Twin tails in an H-tail configuration are outboard of the turbulence created by the wider fuselage, improving stability and control especially at high angles of attack when the wider fuselage can interfere with airflow over the vertical tail.

Separating the control surfaces allows for additional rudder area or vertical surface without requiring a massive single tail. On multi-engine, propeller designs, twin fin and rudders operating in the propeller slipstreams give greater rudder authority and improved control at low airspeeds, and one-engine-out situations, and when taxiing. H-tails may sometimes provide "end plate effect" that improves the effectiveness of the horizontal tail. Conversely, a twin tail on a single engine aircraft places the rudders outside the slipstream. This design is employed on aircraft such as the ERCO Ercoupe to reduce the effect of p-factor on takeoff.
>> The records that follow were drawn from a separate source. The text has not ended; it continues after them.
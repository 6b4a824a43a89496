use serde::{Deserialize, Serialize};

use crate::domain::TeamId;

/// Команда-участник турнира.
///
/// Команды создаёт хранилище, движок их только читает.
/// `id = 0` зарезервирован под заглушку "none" и в составе не допускается.
#[derive(Clone, Debug, Serialize, Deserialize, PartialEq, Eq)]
pub struct Team {
    pub id: TeamId,
    pub name: String,
    /// Логотип (URL или base64), как его отдаёт бэкенд.
    #[serde(default, skip_serializing_if = "Option::is_none")]
    pub image: Option<String>,
    /// Username капитана.
    #[serde(default, skip_serializing_if = "Option::is_none")]
    pub leader: Option<String>,
}

impl Team {
    pub fn new(id: TeamId, name: impl Into<String>) -> Self {
        Self {
            id,
            name: name.into(),
            image: None,
            leader: None,
        }
    }

    pub fn with_leader(mut self, leader: impl Into<String>) -> Self {
        self.leader = Some(leader.into());
        self
    }
}
// src/tournament/lobby.rs

use thiserror::Error;
use tracing::info;

use crate::bracket::{self, BracketError, BracketView};
use crate::domain::config::{BracketConfig, RoundOrder};
use crate::domain::match_record::Match;
use crate::domain::referee::Referee;
use crate::domain::team::Team;
use crate::domain::tournament::{Tournament, TournamentError, TournamentSettings, TournamentStatus};
use crate::domain::{MatchNumber, TournamentId};
use crate::infra::mapping::referees_from_usernames;
use crate::infra::persistence::{BracketStorage, StorageError};
use crate::infra::session::SessionContext;

/// Ошибки лобби: всё, что может пойти не так между хранилищем и движком.
#[derive(Debug, Error)]
pub enum LobbyError {
    #[error("Операция требует авторизации")]
    Unauthorized,

    #[error("Турнир {tournament_id} не найден")]
    TournamentNotFound { tournament_id: TournamentId },

    #[error("Некорректный конфиг сетки: {0}")]
    InvalidConfig(String),

    #[error(transparent)]
    Tournament(#[from] TournamentError),

    #[error(transparent)]
    Bracket(#[from] BracketError),

    #[error(transparent)]
    Storage(#[from] StorageError),
}

/// Турнирное лобби поверх хранилища:
/// - создаёт турниры и регистрирует команды;
/// - строит сетку при закрытии регистрации;
/// - вносит счёт и продвигает победителей;
/// - отдаёт сетку по раундам для отрисовки.
///
/// Движок вызывается синхронно, один раз на действие пользователя.
pub struct TournamentLobby<S: BracketStorage> {
    storage: S,
    config: BracketConfig,
}

impl<S: BracketStorage> TournamentLobby<S> {
    pub fn new(storage: S, config: BracketConfig) -> Result<Self, LobbyError> {
        config.validate().map_err(LobbyError::InvalidConfig)?;
        Ok(Self { storage, config })
    }

    pub fn storage(&self) -> &S {
        &self.storage
    }

    pub fn config(&self) -> &BracketConfig {
        &self.config
    }

    /// Создать новый турнир. Организатор — пользователь сессии.
    ///
    /// Занятый id не перезаписывается.
    pub fn create_tournament(
        &mut self,
        session: &SessionContext,
        tournament_id: TournamentId,
        settings: TournamentSettings,
    ) -> Result<Tournament, LobbyError> {
        let organizer = session.username().ok_or(LobbyError::Unauthorized)?;
        if self.storage.load_tournament(tournament_id).is_some() {
            return Err(TournamentError::TournamentExists { tournament_id }.into());
        }
        let tournament = Tournament::new(tournament_id, organizer, settings)?;

        self.storage.save_tournament(session, &tournament)?;
        info!(tournament_id, organizer, "tournament created");

        Ok(tournament)
    }

    /// Получить турнир по id.
    pub fn get(&self, tournament_id: TournamentId) -> Result<Tournament, LobbyError> {
        self.storage
            .load_tournament(tournament_id)
            .ok_or(LobbyError::TournamentNotFound { tournament_id })
    }

    /// Зарегистрировать команду в турнир (команда сохраняется в хранилище).
    pub fn register_team(
        &mut self,
        session: &SessionContext,
        tournament_id: TournamentId,
        team: &Team,
    ) -> Result<Tournament, LobbyError> {
        let mut tournament = self.get(tournament_id)?;
        tournament.register_team(team.id)?;

        self.storage.save_team(session, team)?;
        self.storage.save_tournament(session, &tournament)?;

        Ok(tournament)
    }

    pub fn add_referee(
        &mut self,
        session: &SessionContext,
        tournament_id: TournamentId,
        username: &str,
    ) -> Result<Tournament, LobbyError> {
        let mut tournament = self.get(tournament_id)?;
        tournament.add_referee(username);

        self.storage.save_tournament(session, &tournament)?;

        Ok(tournament)
    }

    /// Закрыть регистрацию и построить сетку.
    ///
    /// `draw_seed` — детерминированная жеребьёвка; без него состав идёт
    /// в порядке регистрации.
    pub fn generate_bracket(
        &mut self,
        session: &SessionContext,
        tournament_id: TournamentId,
        draw_seed: Option<u64>,
    ) -> Result<Vec<Match>, LobbyError> {
        let mut tournament = self.get(tournament_id)?;
        tournament.start()?;

        let teams = self.storage.fetch_teams(tournament_id)?;
        let roster = draw(&teams, draw_seed);
        let matches = bracket::build_initial_matches(&roster, tournament_id)?;

        self.storage.save_matches(session, tournament_id, &matches)?;
        self.storage.save_tournament(session, &tournament)?;

        info!(
            tournament_id,
            teams = teams.len(),
            matches = matches.len(),
            "bracket generated"
        );

        Ok(matches)
    }

    /// Внести счёт матча. Если это финал — турнир завершается.
    pub fn report_score(
        &mut self,
        session: &SessionContext,
        tournament_id: TournamentId,
        id_in_tournament: MatchNumber,
        score1: u32,
        score2: u32,
    ) -> Result<BracketView<Referee>, LobbyError> {
        let mut tournament = self.get(tournament_id)?;
        if tournament.status != TournamentStatus::Running {
            return Err(TournamentError::InvalidStatus {
                expected: TournamentStatus::Running,
                found: tournament.status,
            }
            .into());
        }

        let matches = self.storage.fetch_matches(tournament_id)?;
        let updated = bracket::report_score(&matches, id_in_tournament, score1, score2)?;
        self.storage.save_matches(session, tournament_id, &updated)?;

        if let Some(champion) = bracket::champion(&updated) {
            tournament.finish(champion)?;
            self.storage.save_tournament(session, &tournament)?;
            info!(tournament_id, champion, "tournament finished");
        }

        self.bracket_view(tournament_id, None)
    }

    /// Сетка по раундам. `order` переопределяет порядок из конфига.
    pub fn bracket_view(
        &self,
        tournament_id: TournamentId,
        order: Option<RoundOrder>,
    ) -> Result<BracketView<Referee>, LobbyError> {
        let tournament = self.get(tournament_id)?;
        let teams = self.storage.fetch_teams(tournament_id)?;
        let matches = self.storage.fetch_matches(tournament_id)?;

        // До жеребьёвки сетки нет, сверять её с составом нечего.
        if matches.is_empty() {
            return Ok(BracketView {
                rounds: Vec::new(),
                issues: Vec::new(),
                orphans: Vec::new(),
            });
        }

        let referees = referees_from_usernames(&tournament.referees);

        let mut config = self.config.clone();
        if let Some(order) = order {
            config.round_order = order;
        }

        Ok(bracket::build_rounds(
            &matches,
            &teams,
            Some(referees.as_slice()),
            &config,
        ))
    }
}

#[cfg(not(target_arch = "wasm32"))]
fn draw(teams: &[Team], draw_seed: Option<u64>) -> Vec<Team> {
    use crate::infra::rng::DeterministicRng;

    match draw_seed {
        Some(seed) => {
            let mut rng = DeterministicRng::from_seed(seed);
            tracing::debug!(seed = rng.seed(), teams = teams.len(), "roster draw");
            bracket::draw_roster(teams, &mut rng)
        }
        None => teams.to_vec(),
    }
}

#[cfg(target_arch = "wasm32")]
fn draw(teams: &[Team], draw_seed: Option<u64>) -> Vec<Team> {
    use crate::infra::rng::SystemRng;

    match draw_seed {
        Some(_) => bracket::draw_roster(teams, &mut SystemRng),
        None => teams.to_vec(),
    }
}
A twin tail can also simplify hangar requirements,

It also affords a degree of redundancy: if one tail is damaged, the other may remain functional.

Twin tails with canted fins (each having outward-leaning diehedral) lean outboard of the turbulence created by the wider fuselage. They can also contribute somewhat to aircraft lateral (pitch) control. Further the dihedral angle may reduce radar-reflection by the vertical tail, reducing aircraft detectability (desirable for combat aircraft).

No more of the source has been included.